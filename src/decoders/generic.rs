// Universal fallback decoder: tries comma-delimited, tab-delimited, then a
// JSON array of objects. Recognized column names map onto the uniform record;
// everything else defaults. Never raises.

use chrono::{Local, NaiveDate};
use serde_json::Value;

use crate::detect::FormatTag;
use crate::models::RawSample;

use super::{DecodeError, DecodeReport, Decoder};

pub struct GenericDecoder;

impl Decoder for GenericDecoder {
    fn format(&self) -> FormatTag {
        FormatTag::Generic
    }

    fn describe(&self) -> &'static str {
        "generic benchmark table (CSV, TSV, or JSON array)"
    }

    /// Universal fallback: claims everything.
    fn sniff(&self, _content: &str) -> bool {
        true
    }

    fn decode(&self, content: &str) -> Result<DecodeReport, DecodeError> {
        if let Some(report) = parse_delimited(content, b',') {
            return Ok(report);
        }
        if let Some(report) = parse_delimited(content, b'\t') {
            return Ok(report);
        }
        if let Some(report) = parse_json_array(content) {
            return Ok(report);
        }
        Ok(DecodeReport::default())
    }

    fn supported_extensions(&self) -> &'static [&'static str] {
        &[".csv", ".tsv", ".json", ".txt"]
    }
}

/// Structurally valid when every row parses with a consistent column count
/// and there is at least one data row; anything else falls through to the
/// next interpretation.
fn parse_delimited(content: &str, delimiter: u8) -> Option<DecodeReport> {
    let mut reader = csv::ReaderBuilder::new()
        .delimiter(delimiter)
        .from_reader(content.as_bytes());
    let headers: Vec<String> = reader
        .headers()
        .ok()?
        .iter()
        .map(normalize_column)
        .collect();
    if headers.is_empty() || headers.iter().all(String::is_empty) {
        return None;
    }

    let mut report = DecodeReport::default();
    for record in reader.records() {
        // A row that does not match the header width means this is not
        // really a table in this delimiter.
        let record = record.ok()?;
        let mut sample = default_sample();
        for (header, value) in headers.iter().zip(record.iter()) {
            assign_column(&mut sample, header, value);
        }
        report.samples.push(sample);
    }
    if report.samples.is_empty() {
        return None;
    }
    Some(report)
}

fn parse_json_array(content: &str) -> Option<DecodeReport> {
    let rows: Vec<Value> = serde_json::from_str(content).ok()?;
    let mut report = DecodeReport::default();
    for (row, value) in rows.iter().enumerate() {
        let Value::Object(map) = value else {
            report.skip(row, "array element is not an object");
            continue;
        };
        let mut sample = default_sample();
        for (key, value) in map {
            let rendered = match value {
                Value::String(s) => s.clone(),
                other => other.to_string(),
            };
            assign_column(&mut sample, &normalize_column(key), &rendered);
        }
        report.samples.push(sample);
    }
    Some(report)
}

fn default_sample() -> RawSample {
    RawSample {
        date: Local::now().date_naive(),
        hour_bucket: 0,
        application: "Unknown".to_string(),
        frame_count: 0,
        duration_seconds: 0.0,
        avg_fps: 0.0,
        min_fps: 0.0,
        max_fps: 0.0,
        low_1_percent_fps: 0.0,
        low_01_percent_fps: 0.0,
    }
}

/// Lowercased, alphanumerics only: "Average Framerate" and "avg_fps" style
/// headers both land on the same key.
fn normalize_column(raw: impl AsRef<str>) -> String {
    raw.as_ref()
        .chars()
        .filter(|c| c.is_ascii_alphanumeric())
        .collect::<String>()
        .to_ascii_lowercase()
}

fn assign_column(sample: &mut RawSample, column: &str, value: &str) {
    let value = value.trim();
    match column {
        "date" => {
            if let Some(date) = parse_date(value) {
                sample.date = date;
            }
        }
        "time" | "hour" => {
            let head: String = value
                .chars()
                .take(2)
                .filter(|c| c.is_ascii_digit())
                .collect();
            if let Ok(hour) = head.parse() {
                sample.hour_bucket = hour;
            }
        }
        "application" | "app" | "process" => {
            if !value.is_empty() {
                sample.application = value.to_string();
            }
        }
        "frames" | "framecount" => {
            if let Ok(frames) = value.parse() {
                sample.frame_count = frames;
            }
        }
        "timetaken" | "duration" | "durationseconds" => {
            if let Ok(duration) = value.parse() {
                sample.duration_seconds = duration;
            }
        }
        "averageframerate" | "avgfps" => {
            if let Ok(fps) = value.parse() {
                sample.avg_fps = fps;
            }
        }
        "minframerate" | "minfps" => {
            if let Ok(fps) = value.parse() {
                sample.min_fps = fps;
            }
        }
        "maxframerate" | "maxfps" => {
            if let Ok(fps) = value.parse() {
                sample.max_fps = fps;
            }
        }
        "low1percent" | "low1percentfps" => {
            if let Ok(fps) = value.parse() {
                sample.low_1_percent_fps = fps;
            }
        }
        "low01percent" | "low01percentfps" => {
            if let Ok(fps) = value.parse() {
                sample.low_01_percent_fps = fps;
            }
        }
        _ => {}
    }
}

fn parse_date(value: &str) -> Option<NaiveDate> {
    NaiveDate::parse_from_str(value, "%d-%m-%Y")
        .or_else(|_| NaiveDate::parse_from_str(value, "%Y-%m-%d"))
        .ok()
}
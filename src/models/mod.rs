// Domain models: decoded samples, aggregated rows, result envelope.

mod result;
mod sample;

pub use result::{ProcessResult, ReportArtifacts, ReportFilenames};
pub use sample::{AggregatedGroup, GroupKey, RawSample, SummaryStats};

# # # # # # #

Brief: Could you set down, exactly as written, the lines above between the one holding "let rows: Vec<Value>" and the one holding "assign_column(&mut sample, &normalize_column(key), &rendered);", inclusive, and nothing more?

Result of the task:
    let rows: Vec<Value> = serde_json::from_str(content).ok()?;
    let mut report = DecodeReport::default();
    for (row, value) in rows.iter().enumerate() {
        let Value::Object(map) = value else {
            report.skip(row, "array element is not an object");
            continue;
        };
        let mut sample = default_sample();
        for (key, value) in map {
            let rendered = match value {
                Value::String(s) => s.clone(),
                other => other.to_string(),
            };
            assign_column(&mut sample, &normalize_column(key), &rendered);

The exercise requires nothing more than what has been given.